As I have stated before I like to observe married couples. Why do I do this? To be honest I do it to help me with my own marriage. To learn. I observe couples as a unit and I observe husbands and wives as individuals. This post focuses on some things I have learned from observing husbands ( my own included).
There are things that women do that their husbands have issues with. Here are the 5 most common that I have noticed.
- Letting herself go – This is something that men usually do not admit outright but they notice. They realize that their wife now favors yoga pants over a cute pair of jeans and hats have replaced hairstyles. I can’t imagine that my husband gets too excited when he comes home to me wearing the same nightshirt and sweats that I was wearing when he went to work.
- Sharing marital problems with others – When a wife has an problem in the marriage her man wants her to communicate the issue to him, not to her girlfriends or other family members. He wants to be respected enough as her husband to be spoken to first so together they can work out the issue as a couple. He does not want her to come to him last after her thoughts have already been clouded by the opinions and advice from individuals outside of the marriage. If the issue can not be resolved together then as a couple they should seek outside guidance from a third party they both trust.
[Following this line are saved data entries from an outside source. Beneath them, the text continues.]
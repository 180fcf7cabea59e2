//! # pattern-grader
//!
//! Application layer around `pattern-grader-core`: command-line parsing,
//! configuration loading and report output.

pub mod cli;
pub mod report;
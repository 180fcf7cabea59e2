//! # Observer Checklist
//!
//! Verifies publish/subscribe notification: an observer capability, an event
//! payload with accessors, a publisher that manages subscribers, concrete
//! observers, and that the participants can actually be constructed.

use super::{CheckItem, Checklist, ProbeContext, Verdict};
use crate::manifest::MemberDescriptor;
use crate::predicates::{contains_ignore_case, is_accessor, matcher, name_contains_any};
use crate::prober::TypeHandle;
use crate::types::{Instance, ParamKind, ProbeError, Value};
use std::time::{SystemTime, UNIX_EPOCH};

pub const LABEL: &str = "Observer Pattern";

/// Text arguments handed to event constructors, in parameter order.
const EVENT_TEXT_ARGUMENTS: [&str; 3] = ["test-id", "INFO", "Test message"];

/// The five observer items, in order.
pub fn checklist() -> Checklist {
    Checklist::new(
        LABEL,
        vec![
            CheckItem::new("Observer capability", observer_capability),
            CheckItem::new("Event payload", event_payload),
            CheckItem::new("Publisher members", publisher_members),
            CheckItem::new("Observer implementations", observer_implementations),
            CheckItem::new("Participant construction", participant_construction),
        ],
    )
}

// =============================================================================
// PREDICATES
// =============================================================================

/// Single-argument notification member (`onEvent`, `update`, `notify`...).
#[must_use]
pub fn is_notification_member(member: &MemberDescriptor) -> bool {
    member.arity() == 1 && name_contains_any(member, &["event", "update", "notify"])
}

/// Zero-argument identifier member (`getObserverId`, `getId`...).
#[must_use]
pub fn is_identifier_member(member: &MemberDescriptor) -> bool {
    member.arity() == 0 && contains_ignore_case(&member.name, "id")
}

/// Zero-argument accessor whose name contains `fragment`.
#[must_use]
pub fn is_event_accessor(member: &MemberDescriptor, fragment: &str) -> bool {
    is_accessor(member) && contains_ignore_case(&member.name, fragment)
}

pub fn is_subscribe_member(member: &MemberDescriptor, names: &[String]) -> bool {
    name_contains_any(member, names)
}

pub fn is_unsubscribe_member(member: &MemberDescriptor, names: &[String]) -> bool {
    name_contains_any(member, names)
}

pub fn is_publish_member(member: &MemberDescriptor, names: &[String]) -> bool {
    name_contains_any(member, names)
}

// =============================================================================
// SHARED PROBES
// =============================================================================

/// Arguments for an event constructor: sample texts in order, the current
/// time for long parameters, synthesized defaults for everything else.
pub(crate) fn event_arguments(params: &[ParamKind]) -> Vec<Value> {
    let mut texts = EVENT_TEXT_ARGUMENTS.iter();
    let now_ms = SystemTime::now()
        .duration_since(UNIX_EPOCH)
        .map(|elapsed| elapsed.as_millis() as i64)
        .unwrap_or_default();

    params
        .iter()
        .map(|param| match param {
            ParamKind::Text => Value::Text(texts.next().copied().unwrap_or("test").to_string()),
            ParamKind::Long => Value::Long(now_ms),
            other => other.synthesized_default(),
        })
        .collect()
}

/// Try every accessible constructor, widest first, then the zero-argument path.
pub(crate) fn construct_event(
    ctx: &ProbeContext<'_>,
    event: TypeHandle<'_>,
) -> Result<Instance, ProbeError> {
    let mut constructors: Vec<_> = event
        .constructors()
        .iter()
        .filter(|ctor| ctor.visibility.is_accessible() && ctor.arity() > 0)
        .collect();
    constructors.sort_by(|a, b| b.arity().cmp(&a.arity()));

    let mut last_error = None;
    for ctor in constructors {
        match ctx.prober.construct(event, ctor, &event_arguments(&ctor.params)) {
            Ok(instance) => return Ok(instance),
            Err(err) => last_error = Some(err),
        }
    }

    ctx.prober
        .instantiate(event, &[])
        .map_err(|err| last_error.unwrap_or(err))
}

/// The first named observer that default-constructs.
pub(crate) fn construct_observer(ctx: &ProbeContext<'_>) -> Result<Instance, ProbeError> {
    let mut last_error = ProbeError::Unexpected("no observer types configured".to_string());
    for name in &ctx.config.observer.observers {
        let attempt = ctx
            .prober
            .resolve_type(name)
            .and_then(|handle| ctx.prober.instantiate(handle, &[]));
        match attempt {
            Ok(instance) => return Ok(instance),
            Err(err) => last_error = err,
        }
    }
    Err(last_error)
}

// =============================================================================
// ITEMS
// =============================================================================

/// Item 1: observer capability with notification and identifier members.
pub fn observer_capability(ctx: &ProbeContext<'_>) -> Result<Verdict, ProbeError> {
    let name = &ctx.config.observer.capability;
    let capability = ctx.prober.require_interface(name)?;
    let notify = ctx
        .prober
        .find_member(capability, &matcher("notification", is_notification_member));
    let identify = ctx
        .prober
        .find_member(capability, &matcher("identifier", is_identifier_member));

    Ok(match (notify, identify) {
        (Some(notify), Some(identify)) => {
            Verdict::pass(format!("{name} interface is properly defined")).with_detail(format!(
                "Found required members: {}() and {}()",
                notify.name(),
                identify.name()
            ))
        }
        _ => Verdict::fail(format!("{name} interface missing required members"))
            .with_detail("Required: a single-argument notification member and a zero-argument identifier member"),
    })
}

/// Item 2: concrete event type with enough accessors covering the fragments.
pub fn event_payload(ctx: &ProbeContext<'_>) -> Result<Verdict, ProbeError> {
    let cfg = &ctx.config.observer;
    let event = ctx.prober.require_concrete(&cfg.event)?;
    let accessors = ctx.prober.find_members(event, &matcher("accessor", is_accessor));
    let missing: Vec<&str> = cfg
        .event_accessors
        .iter()
        .map(String::as_str)
        .filter(|fragment| {
            !accessors
                .iter()
                .any(|m| is_event_accessor(m.descriptor(), fragment))
        })
        .collect();

    if accessors.len() >= cfg.min_accessors && missing.is_empty() {
        return Ok(
            Verdict::pass(format!("{} has required accessors", cfg.event)).with_detail(format!(
                "Found accessors for: {}",
                cfg.event_accessors.join(", ")
            )),
        );
    }

    let mut verdict = Verdict::fail(format!(
        "{} should have at least {} accessors, found {}",
        cfg.event,
        cfg.min_accessors,
        accessors.len()
    ));
    if !missing.is_empty() {
        verdict = verdict.with_detail(format!("Missing accessors for: {}", missing.join(", ")));
    }
    Ok(verdict)
}

/// Item 3: publisher with subscribe, unsubscribe and publish members.
pub fn publisher_members(ctx: &ProbeContext<'_>) -> Result<Verdict, ProbeError> {
    let cfg = &ctx.config.observer;
    let publisher = ctx.prober.resolve_type(&cfg.publisher)?;
    let has = |label: &str, rule: &dyn Fn(&MemberDescriptor) -> bool| {
        ctx.prober
            .find_member(publisher, &matcher(label, |m| !m.inherited && rule(m)))
            .is_some()
    };

    let subscribe = has("subscribe", &|m| is_subscribe_member(m, &cfg.subscribe_names));
    let unsubscribe = has("unsubscribe", &|m| is_unsubscribe_member(m, &cfg.unsubscribe_names));
    let publish = has("publish", &|m| is_publish_member(m, &cfg.publish_names));

    if subscribe && unsubscribe && publish {
        return Ok(Verdict::pass(format!("{} has required members", cfg.publisher))
            .with_detail("Found members for: add/remove observers, publish events"));
    }

    let missing: Vec<&str> = [
        (subscribe, "add observer"),
        (unsubscribe, "remove observer"),
        (publish, "publish event"),
    ]
    .into_iter()
    .filter(|(found, _)| !found)
    .map(|(_, label)| label)
    .collect();
    Ok(
        Verdict::fail(format!("{} missing required members", cfg.publisher))
            .with_detail(format!("Missing: {}", missing.join(", "))),
    )
}

/// Item 4: enough named concrete observers implement the capability.
pub fn observer_implementations(ctx: &ProbeContext<'_>) -> Result<Verdict, ProbeError> {
    let cfg = &ctx.config.observer;
    let capability = ctx.prober.resolve_type(&cfg.capability)?;

    let mut implementing = Vec::new();
    let mut notes = Vec::new();
    for name in &cfg.observers {
        match ctx.prober.resolve_type(name) {
            Ok(handle)
                if handle.kind().is_instantiable()
                    && ctx.prober.is_assignable(handle, capability) =>
            {
                implementing.push(name.as_str());
            }
            Ok(_) => notes.push(format!("{name} does not implement {}", cfg.capability)),
            Err(err) => notes.push(err.to_string()),
        }
    }

    let verdict = if implementing.len() >= cfg.min_observers {
        Verdict::pass(format!(
            "{} implement {}",
            implementing.join(", "),
            cfg.capability
        ))
    } else {
        Verdict::fail(format!(
            "Should have at least {} {} implementations, found {}",
            cfg.min_observers,
            cfg.capability,
            implementing.len()
        ))
    };
    Ok(verdict.with_details(notes))
}

/// Item 5: publisher, event and one observer can all be constructed.
pub fn participant_construction(ctx: &ProbeContext<'_>) -> Result<Verdict, ProbeError> {
    let cfg = &ctx.config.observer;
    let publisher = ctx.prober.resolve_type(&cfg.publisher)?;
    let event = ctx.prober.resolve_type(&cfg.event)?;

    ctx.prober.instantiate(publisher, &[])?;
    construct_event(ctx, event)?;
    let observer = construct_observer(ctx)?;

    Ok(Verdict::pass("Observer pattern participants construct successfully").with_detail(
        format!(
            "Created {}, {} and {}",
            cfg.publisher,
            cfg.event,
            observer.type_name()
        ),
    ))
}

// =============================================================================
// TESTS
// =============================================================================

#[cfg(test)]
mod tests {
    use super::*;

    #[test]
    fn notification_and_identifier_shapes() {
        let on_event = MemberDescriptor::method("onEvent").param(ParamKind::Object("ProcessEvent".into()));
        let get_id = MemberDescriptor::method("getObserverId").returns("String");
        assert!(is_notification_member(&on_event));
        assert!(!is_notification_member(&get_id));
        assert!(is_identifier_member(&get_id));
        assert!(!is_identifier_member(&on_event));
    }

    #[test]
    fn event_accessor_fragments() {
        let timestamp = MemberDescriptor::method("getTimestamp").returns("long");
        assert!(is_event_accessor(&timestamp, "time"));
        assert!(!is_event_accessor(&timestamp, "type"));
        assert!(!is_event_accessor(&MemberDescriptor::method("getTime"), "time"));
    }

    #[test]
    fn publisher_name_rules() {
        let names = vec!["add".to_string(), "register".to_string(), "subscribe".to_string()];
        assert!(is_subscribe_member(&MemberDescriptor::method("addObserver"), &names));
        assert!(is_subscribe_member(&MemberDescriptor::method("Subscribe"), &names));
        assert!(!is_subscribe_member(&MemberDescriptor::method("publishEvent"), &names));
        let removal = vec!["remove".to_string()];
        assert!(is_unsubscribe_member(&MemberDescriptor::method("removeObserver"), &removal));
        let publish = vec!["publish".to_string(), "notify".to_string()];
        assert!(is_publish_member(&MemberDescriptor::method("notifyAll"), &publish));
    }

    #[test]
    fn event_arguments_follow_params() {
        let args = event_arguments(&[
            ParamKind::Text,
            ParamKind::Text,
            ParamKind::Text,
            ParamKind::Long,
            ParamKind::Text,
        ]);
        assert_eq!(args[0].as_text(), Some("test-id"));
        assert_eq!(args[2].as_text(), Some("Test message"));
        assert!(matches!(args[3], Value::Long(ms) if ms > 0));
        assert_eq!(args[4].as_text(), Some("test"));
    }
}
- Treating him like a kid – Whether you have children or not, your husband is not one of them and does not like being treated like one. What I have realized from my husband is that it’s all in the tone. Men do not like being spoken to in the same tone that their wives use to speak to the children.
- Being insecure about other women – Men find it annoying when every time they mention another woman (whether it be a co-worker or a childhood friend) the conversation gets cut off because their wife begins grilling them about who the woman is, what she looks like and if she has ever met her before. I understand if there have been issues with trust in the past which causes the wife to feel insecure but if you have forgiven your spouse you have to trust that it won’t happen again and not expect that it will.
- Not showing appreciation – Like women, men also like to feel appreciated. They do not like to just be told what to do or what they are not doing wrong. Men like to be appreciated for what they are doing right. When they feel appreciate they desire to do more of the “little things” grows.
Ladies, don’t worry the list of thigs we have issues with when it comes to our husbands will be done…it will just be hard to edit it to just 5 things, lol.
~Tricia
Only five issues? Just kidding. Great post. All husbands like to be appreciated and loved. It feels a little better when we drop a ton of money on a trip to Maui for the family. Thanks for posting!